::: DATASET EXTRACT

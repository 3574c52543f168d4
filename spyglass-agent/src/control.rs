//! Collector channel
//!
//! One bidirectional `Communicate` stream per agent lifetime: observation
//! messages and config acks flow up, runtime filtering configuration flows
//! down. The client reconnects with exponential backoff (capped at 30 s)
//! and surfaces "not connected" to the reporter, which reacts by not
//! committing its diff.

use std::sync::{Arc, Mutex};
use std::time::Duration;

use async_trait::async_trait;
use log::{debug, info, warn};
use thiserror::Error;
use tokio::sync::{mpsc, watch};
use tokio_stream::wrappers::ReceiverStream;
use tonic::transport::Endpoint;

use spyglass_proto::{
    msg_from_agent, msg_to_agent, CollectorServiceClient, MsgFromAgent, MsgToAgent,
    NetworkObservations, RuntimeFiltersAck,
};

use crate::config::ConfigHandle;

const INITIAL_BACKOFF: Duration = Duration::from_secs(1);
const MAX_BACKOFF: Duration = Duration::from_secs(30);

/// Depth of the outbound queue; one reporter tick plus acks fits easily.
const OUTBOUND_QUEUE: usize = 64;

#[derive(Debug, Error, PartialEq, Eq)]
pub enum TransportError {
    #[error("collector channel not connected")]
    NotConnected,

    #[error("collector stream closed")]
    StreamClosed,
}

/// Where the reporter submits its per-tick observations.
#[async_trait]
pub trait ObservationSink: Send + Sync {
    async fn submit(&self, observations: NetworkObservations) -> Result<(), TransportError>;
}

pub struct CollectorClient {
    outbound: Mutex<Option<mpsc::Sender<MsgFromAgent>>>,
}

impl CollectorClient {
    pub fn new() -> Arc<Self> {
        Arc::new(Self {
            outbound: Mutex::new(None),
        })
    }

    fn sender(&self) -> Option<mpsc::Sender<MsgFromAgent>> {
        self.outbound.lock().unwrap().clone()
    }

    fn set_sender(&self, sender: Option<mpsc::Sender<MsgFromAgent>>) {
        *self.outbound.lock().unwrap() = sender;
    }

    async fn send(&self, msg: MsgFromAgent) -> Result<(), TransportError> {
        let tx = self.sender().ok_or(TransportError::NotConnected)?;
        tx.send(msg).await.map_err(|_| TransportError::StreamClosed)
    }

    /// Drive the channel until shutdown: connect, run one session, back
    /// off, reconnect. Only a malformed collector address is a hard error.
    pub async fn run(
        self: Arc<Self>,
        collector_addr: String,
        config: Arc<ConfigHandle>,
        mut shutdown: watch::Receiver<bool>,
    ) -> anyhow::Result<()> {
        let endpoint = Endpoint::from_shared(collector_addr.clone())?;
        let mut backoff = INITIAL_BACKOFF;

        while !*shutdown.borrow() {
            let channel = tokio::select! {
                _ = shutdown.changed() => continue,
                result = endpoint.connect() => result,
            };

            let channel = match channel {
                Ok(channel) => channel,
                Err(err) => {
                    warn!(
                        "collector {} unreachable: {}, retrying in {:?}",
                        collector_addr, err, backoff
                    );
                    tokio::select! {
                        _ = shutdown.changed() => continue,
                        _ = tokio::time::sleep(backoff) => {}
                    }
                    backoff = next_backoff(backoff);
                    continue;
                }
            };

            info!("connected to collector at {}", collector_addr);
            backoff = INITIAL_BACKOFF;

            let mut client = CollectorServiceClient::new(channel);
            let (tx, rx) = mpsc::channel(OUTBOUND_QUEUE);

            let inbound = match client.communicate(ReceiverStream::new(rx)).await {
                Ok(response) => response.into_inner(),
                Err(status) => {
                    warn!("communicate stream rejected: {}", status);
                    continue;
                }
            };

            self.set_sender(Some(tx));
            self.session(inbound, &config, &mut shutdown).await;
            self.set_sender(None);
        }

        debug!("collector channel shut down");
        Ok(())
    }

    async fn session(
        &self,
        mut inbound: tonic::Streaming<MsgToAgent>,
        config: &ConfigHandle,
        shutdown: &mut watch::Receiver<bool>,
    ) {
        loop {
            let message = tokio::select! {
                _ = shutdown.changed() => return,
                message = inbound.message() => message,
            };

            match message {
                Ok(Some(msg)) => {
                    if let Some(ack) = handle_inbound(config, msg) {
                        if self.send(ack).await.is_err() {
                            warn!("collector connection interrupted");
                            return;
                        }
                    }
                }
                Ok(None) => {
                    warn!("collector closed the stream");
                    return;
                }
                Err(status) => {
                    warn!("collector stream error: {}", status);
                    return;
                }
            }
        }
    }
}

#[async_trait]
impl ObservationSink for CollectorClient {
    async fn submit(&self, observations: NetworkObservations) -> Result<(), TransportError> {
        self.send(MsgFromAgent {
            msg: Some(msg_from_agent::Msg::Observations(observations)),
        })
        .await
    }
}

/// Apply one collector message; returns the ack to send back, if any.
fn handle_inbound(config: &ConfigHandle, msg: MsgToAgent) -> Option<MsgFromAgent> {
    match msg.msg {
        Some(msg_to_agent::Msg::RuntimeFilteringConfiguration(update)) => {
            info!("received runtime filtering configuration");
            let ack = match config.apply_update(&update) {
                Ok(()) => RuntimeFiltersAck {
                    accepted: true,
                    error: String::new(),
                },
                Err(err) => {
                    warn!("rejected runtime configuration: {}", err);
                    RuntimeFiltersAck {
                        accepted: false,
                        error: err.to_string(),
                    }
                }
            };
            Some(MsgFromAgent {
                msg: Some(msg_from_agent::Msg::RuntimeFiltersAck(ack)),
            })
        }
        None => {
            warn!("unhandled empty collector message");
            None
        }
    }
}

fn next_backoff(current: Duration) -> Duration {
    (current * 2).min(MAX_BACKOFF)
}
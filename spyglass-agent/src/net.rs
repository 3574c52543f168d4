//! Network address and connection identity model
//!
//! Value types for everything the trackers key on: addresses, endpoints,
//! connection tuples and container-attributed connections. Identity (`Eq` +
//! `Hash`) is always over the full value, and the `Ord` derives give deltas
//! a deterministic order in outbound messages.

use std::fmt;
use std::net::{Ipv4Addr, Ipv6Addr};

use spyglass_common::{FD_FAMILY_V4, FD_FAMILY_V6};

/// An IP address in network byte order.
///
/// IPv4-mapped IPv6 addresses (`::ffff:a.b.c.d`) are normalized to IPv4 at
/// construction so the two spellings share one identity.
#[derive(Clone, Copy, Debug, PartialEq, Eq, Hash, PartialOrd, Ord)]
pub enum Address {
    V4(Ipv4Addr),
    V6(Ipv6Addr),
}

impl Address {
    pub fn from_v4_octets(octets: [u8; 4]) -> Self {
        Self::V4(Ipv4Addr::from(octets))
    }

    pub fn from_v6_octets(octets: [u8; 16]) -> Self {
        let addr = Ipv6Addr::from(octets);
        match addr.to_ipv4_mapped() {
            Some(v4) => Self::V4(v4),
            None => Self::V6(addr),
        }
    }

    /// Decode from a driver fd record: family selector plus a 16-byte buffer
    /// of which only the first 4 bytes are meaningful for IPv4.
    pub fn from_raw(family: u8, octets: &[u8; 16]) -> Option<Self> {
        match family {
            FD_FAMILY_V4 => Some(Self::from_v4_octets([
                octets[0], octets[1], octets[2], octets[3],
            ])),
            FD_FAMILY_V6 => Some(Self::from_v6_octets(*octets)),
            _ => None,
        }
    }

    /// Decode from the wire encoding: 4 or 16 network-order bytes.
    pub fn from_wire(bytes: &[u8]) -> Option<Self> {
        match bytes.len() {
            4 => Some(Self::from_v4_octets([bytes[0], bytes[1], bytes[2], bytes[3]])),
            16 => {
                let mut octets = [0u8; 16];
                octets.copy_from_slice(bytes);
                Some(Self::from_v6_octets(octets))
            }
            _ => None,
        }
    }

    pub fn to_wire(self) -> Vec<u8> {
        match self {
            Self::V4(a) => a.octets().to_vec(),
            Self::V6(a) => a.octets().to_vec(),
        }
    }

    pub fn is_loopback(&self) -> bool {
        match self {
            Self::V4(a) => a.is_loopback(),
            Self::V6(a) => a.is_loopback(),
        }
    }

    pub fn is_unspecified(&self) -> bool {
        match self {
            Self::V4(a) => a.is_unspecified(),
            Self::V6(a) => a.is_unspecified(),
        }
    }
}

impl fmt::Display for Address {
    fn fmt(&self, f: &mut fmt::Formatter<'_>) -> fmt::Result {
        match self {
            Self::V4(a) => write!(f, "{}", a),
            Self::V6(a) => write!(f, "{}", a),
        }
    }
}

/// One side of a connection. `address == None` means the driver did not
/// report one; `port == 0` is legal (ephemeral, pre-bind).
#[derive(Clone, Copy, Debug, PartialEq, Eq, Hash, PartialOrd, Ord)]
pub struct Endpoint {
    pub address: Option<Address>,
    pub port: u16,
}

impl Endpoint {
    pub fn new(address: Address, port: u16) -> Self {
        Self {
            address: Some(address),
            port,
        }
    }

    pub fn unbound(port: u16) -> Self {
        Self {
            address: None,
            port,
        }
    }

    /// True when there is no usable address: absent or all-zero.
    pub fn is_unspecified(&self) -> bool {
        match self.address {
            Some(addr) => addr.is_unspecified(),
            None => true,
        }
    }

    pub fn is_loopback(&self) -> bool {
        self.address.is_some_and(|a| a.is_loopback())
    }
}

impl fmt::Display for Endpoint {
    fn fmt(&self, f: &mut fmt::Formatter<'_>) -> fmt::Result {
        match self.address {
            Some(Address::V6(a)) => write!(f, "[{}]:{}", a, self.port),
            Some(Address::V4(a)) => write!(f, "{}:{}", a, self.port),
            None => write!(f, "*:{}", self.port),
        }
    }
}

#[derive(Clone, Copy, Debug, PartialEq, Eq, Hash, PartialOrd, Ord)]
pub enum L4Proto {
    Tcp,
    Udp,
    Other,
}

impl fmt::Display for L4Proto {
    fn fmt(&self, f: &mut fmt::Formatter<'_>) -> fmt::Result {
        match self {
            Self::Tcp => write!(f, "TCP"),
            Self::Udp => write!(f, "UDP"),
            Self::Other => write!(f, "OTHER"),
        }
    }
}

/// Which side of the tuple the observed process is.
#[derive(Clone, Copy, Debug, PartialEq, Eq, Hash, PartialOrd, Ord)]
pub enum Role {
    Client,
    Server,
}

/// A connection with client and server identified at ingest from kernel fd
/// info. The tuple is always stored client/server, never from/to.
#[derive(Clone, Copy, Debug, PartialEq, Eq, Hash, PartialOrd, Ord)]
pub struct ConnectionTuple {
    pub client: Endpoint,
    pub server: Endpoint,
    pub proto: L4Proto,
    pub role: Role,
}

impl ConnectionTuple {
    /// The endpoint on this host.
    pub fn local(&self) -> &Endpoint {
        match self.role {
            Role::Client => &self.client,
            Role::Server => &self.server,
        }
    }

    /// The endpoint on the other host (or other process).
    pub fn remote(&self) -> &Endpoint {
        match self.role {
            Role::Client => &self.server,
            Role::Server => &self.client,
        }
    }
}

/// Deduplication identity for the connection tracker: the full struct.
#[derive(Clone, Debug, PartialEq, Eq, Hash, PartialOrd, Ord)]
pub struct Connection {
    pub container_id: String,
    pub tuple: ConnectionTuple,
}

impl Connection {
    pub fn new(container_id: impl Into<String>, tuple: ConnectionTuple) -> Self {
        Self {
            container_id: container_id.into(),
            tuple,
        }
    }
}

impl fmt::Display for Connection {
    fn fmt(&self, f: &mut fmt::Formatter<'_>) -> fmt::Result {
        let role = match self.tuple.role {
            Role::Client => "client",
            Role::Server => "server",
        };
        write!(
            f,
            "[{}] {} -> {} {} {}",
            self.container_id, self.tuple.client, self.tuple.server, self.tuple.proto, role
        )
    }
}

/// Process owning a bound socket at observation time.
#[derive(Clone, Debug, Default, PartialEq, Eq, Hash, PartialOrd, Ord)]
pub struct ProcessInfo {
    pub name: String,
    pub exe_path: String,
    pub args: String,
    pub pid: u32,
    pub uid: u32,
    pub gid: u32,
    pub container_start_ts: u64,
}

// Wire conversions. The protobuf encoding is the only serialized form the
// model crosses, so round-tripping through these must preserve identity.

impl Endpoint {
    pub fn to_proto(self) -> spyglass_proto::Endpoint {
        spyglass_proto::Endpoint {
            address: self.address.map(Address::to_wire).unwrap_or_default(),
            port: u32::from(self.port),
        }
    }

    pub fn from_proto(msg: &spyglass_proto::Endpoint) -> Self {
        Self {
            address: Address::from_wire(&msg.address),
            port: msg.port as u16,
        }
    }
}

impl L4Proto {
    pub fn to_proto(self) -> spyglass_proto::L4Protocol {
        match self {
            Self::Tcp => spyglass_proto::L4Protocol::Tcp,
            Self::Udp => spyglass_proto::L4Protocol::Udp,
            Self::Other => spyglass_proto::L4Protocol::Unknown,
        }
    }

    pub fn from_proto(proto: spyglass_proto::L4Protocol) -> Self {
        match proto {
            spyglass_proto::L4Protocol::Tcp => Self::Tcp,
            spyglass_proto::L4Protocol::Udp => Self::Udp,
            spyglass_proto::L4Protocol::Unknown => Self::Other,
        }
    }
}

impl Connection {
    pub fn to_proto(&self) -> spyglass_proto::Connection {
        spyglass_proto::Connection {
            container_id: self.container_id.clone(),
            client: Some(self.tuple.client.to_proto()),
            server: Some(self.tuple.server.to_proto()),
            protocol: self.tuple.proto.to_proto() as i32,
            role: match self.tuple.role {
                Role::Client => spyglass_proto::Role::Client,
                Role::Server => spyglass_proto::Role::Server,
            } as i32,
        }
    }

    pub fn from_proto(msg: &spyglass_proto::Connection) -> Option<Self> {
        let role = match spyglass_proto::Role::try_from(msg.role).ok()? {
            spyglass_proto::Role::Client => Role::Client,
            spyglass_proto::Role::Server => Role::Server,
            spyglass_proto::Role::Unknown => return None,
        };
        let proto = L4Proto::from_proto(spyglass_proto::L4Protocol::try_from(msg.protocol).ok()?);
        Some(Self {
            container_id: msg.container_id.clone(),
            tuple: ConnectionTuple {
                client: Endpoint::from_proto(msg.client.as_ref()?),
                server: Endpoint::from_proto(msg.server.as_ref()?),
                proto,
                role,
            },
        })
    }
}

impl ProcessInfo {
    pub fn to_proto(&self) -> spyglass_proto::ProcessInfo {
        spyglass_proto::ProcessInfo {
            name: self.name.clone(),
            exe_path: self.exe_path.clone(),
            args: self.args.clone(),
            pid: self.pid,
            uid: self.uid,
            gid: self.gid,
            container_start_ts: self.container_start_ts,
        }
    }
}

::::::

__ASSIGNMENT__
Scan the entries above for the string "RuntimeFiltersAck", and copy every line where it turns up.

__RESULT OF THIS TASK__
    NetworkObservations, RuntimeFiltersAck,
                Ok(()) => RuntimeFiltersAck {
                    RuntimeFiltersAck {
                msg: Some(msg_from_agent::Msg::RuntimeFiltersAck(ack)),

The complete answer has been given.